Les ruminations étant complètement subjectives, il n’existe pour le moment aucun moyen de les mesurer. Jean-Luc Martinot et son équipe de l’Inserm ont tenté de les associer à des réseaux fonctionnels du cerveau, pour mieux les repérer, et ainsi les prévenir. Leurs résultats ont été publiés dans la revue Molecular Psychiatry.

Son équipe a suivi l’activité cérébrale spontanée de 595 jeunes au repos. Les premières images ont été réalisées à 18 ans. “Lors de cet examen de neuro-imagerie, les participants n’avaient aucune consigne et étaient laissés libres de leurs pensées. De sorte que les profils “ruminateurs” se sont laissé aller à leurs ruminations”, précise Jean-Luc Martinot.

Les jeunes ont rempli un questionnaire factuel pour mesurer la fréquence et le type de leurs ruminations. Grâce à un modèle mathématique, les chercheurs ont recoupé les valeurs des réponses aux questionnaires avec les valeurs des régions cérébrales, afin d’associer chaque type de rumination à un réseau d’activité (c’est-à-dire un ensemble de régions distinctes du cerveau qui communiquent en permanence des informations entre elles).

L’examen a ensuite été renouvelé chez les mêmes participants, cette fois âgés de 22 ans. “On a découvert une évolution des ruminations dans le temps, et leur lien avec des symptômes psychiatriques. Cela souligne que l’entrée dans l’âge adulte est une période particulièrement à risque”, confirme le chercheur. `

L’équipe a montré que l’activité d’un réseau associé aux ruminations soucieuses était aussi associée à certains symptômes dits “internalisés” (anxiété, nervosité, retrait, etc.). L’activité d’un réseau associé aux ruminations “dépressives” était aussi associée à des symptômes “extériorisés” (agitation, irritabilité, recours aux passages à l’acte, à des substances, etc.).

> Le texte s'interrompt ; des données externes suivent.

impl CacheSettings {
    pub fn from_config(config: &Config) -> Self {
        Self {
            hot_capacity_bytes: config.tiers.hot_capacity_bytes,
            warm_capacity_bytes: config.tiers.warm_capacity_bytes,
            admission: config.eviction.admission,
            pressure: config.eviction.pressure,
            low_watermark: config.eviction.low_watermark,
            lease_wait: Duration::from_millis(config.eviction.lease_wait_ms),
        }
    }
}

/// Listing filter.
#[derive(Debug, Clone, Default)]
pub struct ContextFilter {
    pub tier: Option<Tier>,
    pub model_id: Option<String>,
}

/// A query's handle on hot KV state. Device memory stays allocated until
/// the lease is dropped, even if the entry is demoted meanwhile.
#[derive(Debug)]
pub struct QueryLease {
    pub buffers: Arc<DeviceBuffers>,

    /// Whether the entry was already hot when the query arrived.
    pub cache_hit: bool,

    pub info: ContextInfo,

    // Declared last so it fires after `buffers` has been released.
    _released: ReleaseNotice,
}

impl QueryLease {
    pub fn kv(&self) -> &KvTensors {
        self.buffers.kv()
    }
}

/// Cache statistics.
#[derive(Debug, Clone, PartialEq, Serialize)]
pub struct CacheStats {
    pub hot: TierUsage,
    pub warm: TierUsage,
    pub cold: TierUsage,
    pub total_contexts: usize,
    pub hits: u64,
    pub misses: u64,
    pub queries: u64,
    pub hit_rate: f64,
    pub avg_query_latency_ms: f64,

    /// Device memory in use, including buffers pinned by running queries.
    pub device_bytes: usize,
}

/// Room claimed in the hot tier: ledger space plus device memory.
struct HotRoom {
    ledger: Reservation,
    device: DeviceReservation,
}

enum HotRound {
    Admitted(HotRoom),
    /// No room. `transient` is set when leases, locked victims or other
    /// in-flight transitions may free some shortly.
    Exhausted { transient: bool },
}

#[derive(Debug, Clone, Copy, PartialEq, Eq)]
enum VictimOutcome {
    Demoted,
    /// Locked by another request or leased to a running query.
    Busy,
    /// Gone, already moved, or the demotion failed.
    Unavailable,
}

#[derive(Debug, Default)]
struct QueryCounters {
    hits: AtomicU64,
    misses: AtomicU64,
    completed: AtomicU64,
    latency_us: AtomicU64,
}

pub struct ContextCacheManager {
    settings: CacheSettings,
    entries: DashMap<ContextId, Arc<Mutex<Slot>>>,
    catalog: RwLock<HashMap<ContextId, CatalogRecord>>,
    ledger: TierLedger,
    device: DevicePool,
    storage: Arc<dyn StorageBackend>,
    codec: BlobCodec,
    metrics: Arc<Metrics>,
    clock: AtomicU64,
    counters: QueryCounters,
    rebalancing: AtomicBool,
    self_ref: Weak<ContextCacheManager>,
}
//! AirMouse: hand-gesture virtual mouse.
//!
//! Maps per-frame hand-landmark snapshots from an external detector to
//! discrete mouse actions (move, click variants, drag, scroll, screenshot).
//!
//! ```text
//! detector frame (21 normalized points)
//!         |
//!   hand (snapshot + geometry)
//!         |
//!   gesture (pose classifiers -> state machine)
//!         |
//!   actions (Action values -> ActionSink)
//! ```
//!
//! The crate owns classification only. Video capture, the landmark model,
//! and OS input injection are external collaborators behind the
//! [`actions::ActionSink`] boundary; [`trace`] replays recorded detector
//! output through the same path.

pub mod actions;
pub mod capture;
pub mod config;
pub mod error;
pub mod gesture;
pub mod hand;
pub mod trace;

pub use actions::screen::ScreenBounds;
pub use actions::{Action, ActionSink, MouseButton, TraceSink};
pub use config::GestureConfig;
pub use error::{AirMouseError, AirMouseResult};
pub use gesture::{GestureEngine, StepOutput};
pub use hand::{HandLandmark, HandSnapshot, XY};
pub use trace::{LandmarkTrace, ReplaySummary};
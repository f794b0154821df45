//! Mouse action model and the sink boundary that executes it.
//!
//! The gesture core emits [`Action`] values; an [`ActionSink`] turns them
//! into real OS input (or records them, for replay and tests). Press and
//! release are separate actions so a drag can span frames.

pub mod screen;

use crate::error::AirMouseResult;

/// Mouse buttons, in the conventional 0/1/2 numbering order.
#[derive(Debug, Clone, Copy, PartialEq, Eq, Hash)]
pub enum MouseButton {
    Left,
    Right,
    Middle,
}

impl MouseButton {
    /// String representation for logs.
    pub fn as_str(&self) -> &'static str {
        match self {
            Self::Left => "left",
            Self::Right => "right",
            Self::Middle => "middle",
        }
    }
}

/// One discrete mouse action emitted by the gesture engine.
#[derive(Debug, Clone, Copy, PartialEq, Eq)]
pub enum Action {
    /// Move the cursor to an absolute screen position, in pixels.
    MoveCursor(i32, i32),
    /// Press-and-release of a single button.
    Click(MouseButton),
    /// OS-level double click.
    DoubleClick,
    /// Hold the left button down (drag start).
    PressLeftDown,
    /// Release the left button (drag end).
    ReleaseLeftUp,
    /// Scroll vertically by a signed amount.
    ScrollVertical(i32),
    /// Scroll horizontally by a signed amount.
    ScrollHorizontal(i32),
    /// Capture the full screen and persist it.
    TakeScreenshot,
}

/// Executes actions on behalf of the gesture engine.
///
/// Implementations must honor the pairing of `PressLeftDown` and
/// `ReleaseLeftUp` across calls — the engine guarantees it never emits a
/// press while one is outstanding.
pub trait ActionSink {
    fn apply(&mut self, action: &Action) -> AirMouseResult<()>;
}

/// Sink that logs every action instead of injecting OS input.
///
/// Useful for replaying recorded traces and for soak-testing gesture
/// classification without moving the real cursor.
#[derive(Debug, Default)]
pub struct TraceSink {
    applied: usize,
}

impl TraceSink {
    pub fn new() -> Self {
        Self::default()
    }

    /// Number of actions applied so far.
    pub fn applied(&self) -> usize {
        self.applied
    }
}

impl ActionSink for TraceSink {
    fn apply(&mut self, action: &Action) -> AirMouseResult<()> {
        self.applied += 1;
        match action {
            Action::MoveCursor(x, y) => log::info!("[SINK] move cursor to ({}, {})", x, y),
            Action::Click(button) => log::info!("[SINK] {} click", button.as_str()),
            Action::DoubleClick => log::info!("[SINK] double click"),
            Action::PressLeftDown => log::info!("[SINK] left button down"),
            Action::ReleaseLeftUp => log::info!("[SINK] left button up"),
            Action::ScrollVertical(amount) => log::info!("[SINK] scroll vertical {}", amount),
            Action::ScrollHorizontal(amount) => {
                log::info!("[SINK] scroll horizontal {}", amount)
            }
            Action::TakeScreenshot => log::info!("[SINK] take screenshot"),
        }
        Ok(())
    }
}

#[cfg(test)]
mod tests {
    use super::*;

    #[test]
    fn test_mouse_button_as_str() {
        assert_eq!(MouseButton::Left.as_str(), "left");
        assert_eq!(MouseButton::Right.as_str(), "right");
        assert_eq!(MouseButton::Middle.as_str(), "middle");
    }

    #[test]
    fn test_trace_sink_counts_actions() {
        let mut sink = TraceSink::new();
        assert_eq!(sink.applied(), 0);

        sink.apply(&Action::MoveCursor(10, 20)).unwrap();
        sink.apply(&Action::Click(MouseButton::Left)).unwrap();
        sink.apply(&Action::TakeScreenshot).unwrap();

        assert_eq!(sink.applied(), 3);
    }
}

“À cet âge, certains jeunes adultes avaient une diminution des ruminations « soucieuses » en faveur de ruminations « réflexives »”, explique Jean-Luc Martinot. Ces résultats suggèrent qu’entre 18 et 22 ans, période de transition vers l’adulte, certains jeunes ont acquis une meilleure capacité d’adaptation aux émotions négatives et une meilleure aptitude à la prise de décision. “Mais d’autres ont aggravé les ruminations soucieuses et dépressives”, tempère-t-il.

Une prise en charge le plus tôt possible

Cette étude insiste surtout sur l’importance de la prévention. “Souvent, les jeunes appellent lorsque leur situation devient insupportable”, déplore Marine Starostka. Les résultats montrent que les ruminations sont un signe avant-coureur à prendre au sérieux.

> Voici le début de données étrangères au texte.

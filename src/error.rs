//! Central error types for AirMouse.
//!
//! The gesture core itself is total and never fails; these errors belong to
//! the collaborators around it (screenshot capture, trace and config I/O).

use thiserror::Error;

/// Main error type for AirMouse operations.
#[derive(Error, Debug)]
pub enum AirMouseError {
    /// Screen capture failed
    #[error("Capture failed: {0}")]
    CaptureError(String),

    /// File I/O failed
    #[error("Storage error: {0}")]
    StorageError(#[from] std::io::Error),

    /// Image encoding failed
    #[error("Encoding error: {0}")]
    EncodingError(String),

    /// JSON serialization/deserialization failed
    #[error("JSON error: {0}")]
    JsonError(#[from] serde_json::Error),

    /// Configuration file missing or malformed
    #[error("Config error: {0}")]
    ConfigError(String),

    /// Generic error with message
    #[error("{0}")]
    Other(String),
}

impl From<image::ImageError> for AirMouseError {
    fn from(err: image::ImageError) -> Self {
        AirMouseError::EncodingError(err.to_string())
    }
}

impl From<String> for AirMouseError {
    fn from(msg: String) -> Self {
        AirMouseError::Other(msg)
    }
}

impl From<&str> for AirMouseError {
    fn from(msg: &str) -> Self {
        AirMouseError::Other(msg.to_string())
    }
}

/// Extension trait for adding context to Results.
///
/// Similar to anyhow's `Context` trait, this allows chaining context
/// information onto errors for better debugging.
///
/// # Example
/// ```ignore
/// use airmouse_lib::error::{AirMouseResult, ResultExt};
///
/// fn load_trace() -> AirMouseResult<String> {
///     std::fs::read_to_string("trace.json").context("failed to read trace file")
/// }
/// ```
pub trait ResultExt<T> {
    /// Add context to an error, converting it to AirMouseError::Other.
    fn context(self, msg: &str) -> AirMouseResult<T>;

    /// Add context lazily (only evaluated on error).
    fn with_context<F: FnOnce() -> String>(self, f: F) -> AirMouseResult<T>;
}

impl<T, E: std::fmt::Display> ResultExt<T> for Result<T, E> {
    fn context(self, msg: &str) -> AirMouseResult<T> {
        self.map_err(|e| AirMouseError::Other(format!("{}: {}", msg, e)))
    }

    fn with_context<F: FnOnce() -> String>(self, f: F) -> AirMouseResult<T> {
        self.map_err(|e| AirMouseError::Other(format!("{}: {}", f(), e)))
    }
}

/// Extension trait for adding context to Option types.
pub trait OptionExt<T> {
    /// Convert None to AirMouseError::Other with the given message.
    fn context(self, msg: &str) -> AirMouseResult<T>;

    /// Convert None to AirMouseError::Other with a lazily evaluated message.
    fn with_context<F: FnOnce() -> String>(self, f: F) -> AirMouseResult<T>;
}

impl<T> OptionExt<T> for Option<T> {
    fn context(self, msg: &str) -> AirMouseResult<T> {
        self.ok_or_else(|| AirMouseError::Other(msg.to_string()))
    }

    fn with_context<F: FnOnce() -> String>(self, f: F) -> AirMouseResult<T> {
        self.ok_or_else(|| AirMouseError::Other(f()))
    }
}

/// Type alias for Results using AirMouseError.
pub type AirMouseResult<T> = Result<T, AirMouseError>;

#[cfg(test)]
mod tests {
    use super::*;

    #[test]
    fn test_error_display() {
        let err = AirMouseError::CaptureError("test".to_string());
        assert_eq!(err.to_string(), "Capture failed: test");
    }

    #[test]
    fn test_from_io_error() {
        let io_err = std::io::Error::new(std::io::ErrorKind::NotFound, "file not found");
        let err: AirMouseError = io_err.into();
        assert!(matches!(err, AirMouseError::StorageError(_)));
    }

    #[test]
    fn test_from_string() {
        let err: AirMouseError = "test error".into();
        assert!(matches!(err, AirMouseError::Other(_)));
    }

    #[test]
    fn test_result_ext_context() {
        let result: Result<(), &str> = Err("original error");
        let with_context = result.context("operation failed");

        assert!(matches!(with_context, Err(AirMouseError::Other(_))));
        let msg = with_context.unwrap_err().to_string();
        assert!(msg.contains("operation failed"));
        assert!(msg.contains("original error"));
    }

    #[test]
    fn test_result_ext_ok_passthrough() {
        let result: Result<i32, &str> = Ok(42);
        let with_context = result.context("should not appear");

        assert_eq!(with_context.unwrap(), 42);
    }

    #[test]
    fn test_option_ext_context() {
        let opt: Option<i32> = None;
        let result = opt.context("value was missing");

        assert!(matches!(result, Err(AirMouseError::Other(_))));
        assert!(result.unwrap_err().to_string().contains("value was missing"));
    }

    #[test]
    fn test_option_ext_with_context() {
        let opt: Option<i32> = None;
        let result = opt.with_context(|| format!("missing value at index {}", 5));

        let msg = result.unwrap_err().to_string();
        assert!(msg.contains("missing value at index 5"));
    }
}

“Plus les jeunes sont pris en charge tôt, plus on évite l’évolution des ruminations en symptôme d’un état dépressif majeur par exemple”, qui, même traité, a un taux de récidive élevé, rappelle Jean-Luc Martinot.

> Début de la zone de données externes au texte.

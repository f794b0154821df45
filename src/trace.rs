//! Recorded landmark streams for offline replay.
//!
//! A trace is the per-frame output of the hand-landmark detector captured
//! to JSON: a timestamp plus the normalized points seen that frame. Frames
//! where the hand was lost carry fewer (or zero) points and replay as
//! no-ops. Traces drive the replay binary and integration tests without a
//! camera attached.

use std::fs::File;
use std::path::Path;
use std::time::{Duration, Instant};

use serde::{Deserialize, Serialize};

use crate::actions::ActionSink;
use crate::error::AirMouseResult;
use crate::gesture::GestureEngine;
use crate::hand::XY;

/// One detector frame: timestamp in milliseconds from trace start, plus
/// whatever landmarks were seen.
#[derive(Debug, Clone, PartialEq, Serialize, Deserialize)]
#[serde(rename_all = "camelCase")]
pub struct LandmarkFrame {
    /// Timestamp in milliseconds from recording start.
    pub time_ms: f64,

    /// Normalized landmark positions (0.0-1.0), detector index order.
    pub points: Vec<XY<f64>>,
}

/// Container for a recorded landmark stream, sorted by timestamp.
#[derive(Default, Debug, Clone, PartialEq, Serialize, Deserialize)]
#[serde(rename_all = "camelCase")]
pub struct LandmarkTrace {
    pub frames: Vec<LandmarkFrame>,
}

impl LandmarkTrace {
    /// Load a trace from a JSON file.
    pub fn load_from_file(path: &Path) -> AirMouseResult<Self> {
        let file = File::open(path)?;
        Ok(serde_json::from_reader(file)?)
    }

    /// Save the trace to a JSON file.
    pub fn save_to_file(&self, path: &Path) -> AirMouseResult<()> {
        let json = serde_json::to_string_pretty(self)?;
        std::fs::write(path, json)?;
        Ok(())
    }

    /// Total duration covered by the trace, in milliseconds.
    pub fn duration_ms(&self) -> f64 {
        self.frames.last().map(|f| f.time_ms).unwrap_or(0.0)
    }
}

/// Totals reported after a replay run.
#[derive(Debug, Clone, Copy, Default, PartialEq, Eq)]
pub struct ReplaySummary {
    /// Frames fed through the engine.
    pub frames: usize,
    /// Actions handed to the sink.
    pub actions: usize,
}

/// Feed every frame of a trace through the engine in order, applying the
/// resulting actions to the sink.
///
/// Frame timestamps are mapped onto a wall-clock base so message TTLs
/// behave as they would live.
pub fn replay(
    trace: &LandmarkTrace,
    engine: &mut GestureEngine,
    sink: &mut dyn ActionSink,
) -> AirMouseResult<ReplaySummary> {
    let base = Instant::now();
    let mut summary = ReplaySummary::default();

    for frame in &trace.frames {
        let now = base + Duration::from_secs_f64(frame.time_ms.max(0.0) / 1000.0);
        let out = engine.step(&frame.points, now);

        if let Some(text) = out.message {
            log::info!("[OVERLAY] {}", text);
        }
        for action in &out.actions {
            sink.apply(action)?;
            summary.actions += 1;
        }
        summary.frames += 1;
    }

    log::debug!(
        "[TRACE] Replayed {} frames, {} actions",
        summary.frames,
        summary.actions,
    );
    Ok(summary)
}

#[cfg(test)]
mod tests {
    use super::*;
    use crate::actions::screen::ScreenBounds;
    use crate::actions::Action;
    use crate::config::GestureConfig;
    use crate::gesture::testkit::{drag_hand, idle_hand, short_frame};

    /// Sink that records applied actions for assertions.
    #[derive(Default)]
    struct RecordingSink {
        actions: Vec<Action>,
    }

    impl ActionSink for RecordingSink {
        fn apply(&mut self, action: &Action) -> AirMouseResult<()> {
            self.actions.push(*action);
            Ok(())
        }
    }

    fn trace_of(frames: Vec<(f64, Vec<XY<f64>>)>) -> LandmarkTrace {
        LandmarkTrace {
            frames: frames
                .into_iter()
                .map(|(time_ms, points)| LandmarkFrame { time_ms, points })
                .collect(),
        }
    }

    #[test]
    fn test_json_round_trip() {
        let dir = std::env::temp_dir().join("airmouse-trace-test");
        std::fs::create_dir_all(&dir).unwrap();
        let path = dir.join("trace.json");

        let trace = trace_of(vec![
            (0.0, short_frame()),
            (33.3, drag_hand()),
            (66.6, idle_hand()),
        ]);
        trace.save_to_file(&path).unwrap();

        let restored = LandmarkTrace::load_from_file(&path).unwrap();
        assert_eq!(restored, trace);

        let _ = std::fs::remove_dir_all(&dir);
    }

    #[test]
    fn test_serialized_field_names() {
        let trace = trace_of(vec![(0.0, vec![XY::new(0.1, 0.2)])]);
        let json = serde_json::to_string(&trace).unwrap();
        assert!(json.contains("\"timeMs\""));
        assert!(json.contains("\"points\""));
    }

    #[test]
    fn test_duration_ms() {
        assert_eq!(LandmarkTrace::default().duration_ms(), 0.0);

        let trace = trace_of(vec![(0.0, vec![]), (125.0, vec![])]);
        assert_eq!(trace.duration_ms(), 125.0);
    }

    #[test]
    fn test_replay_drives_engine_in_order() {
        let trace = trace_of(vec![
            (0.0, short_frame()),
            (33.0, drag_hand()),
            (66.0, drag_hand()),
            (100.0, idle_hand()),
        ]);

        let mut engine =
            GestureEngine::new(GestureConfig::default(), ScreenBounds::new(1920, 1080));
        let mut sink = RecordingSink::default();

        let summary = replay(&trace, &mut engine, &mut sink).unwrap();
        assert_eq!(summary.frames, 4);
        assert_eq!(summary.actions, 3);

        assert_eq!(sink.actions[0], Action::PressLeftDown);
        assert!(matches!(sink.actions[1], Action::MoveCursor(_, _)));
        assert_eq!(sink.actions[2], Action::ReleaseLeftUp);
        assert!(!engine.is_dragging());
    }
}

“Avec le Fil Santé Jeune, on remet du réel, des solutions concrètes dans la tête des jeunes”, explique la psychologue, tout en admettant que ce dispositif ne soit pas suffisant. “Il faut mettre des moyens dans la médecine scolaire préventive”. Pour les chercheurs, il faudrait apprendre aux jeunes adolescents à comprendre leurs ruminations mentales, leur évolution, pour leur donner les moyens d’avertir le plus tôt possible.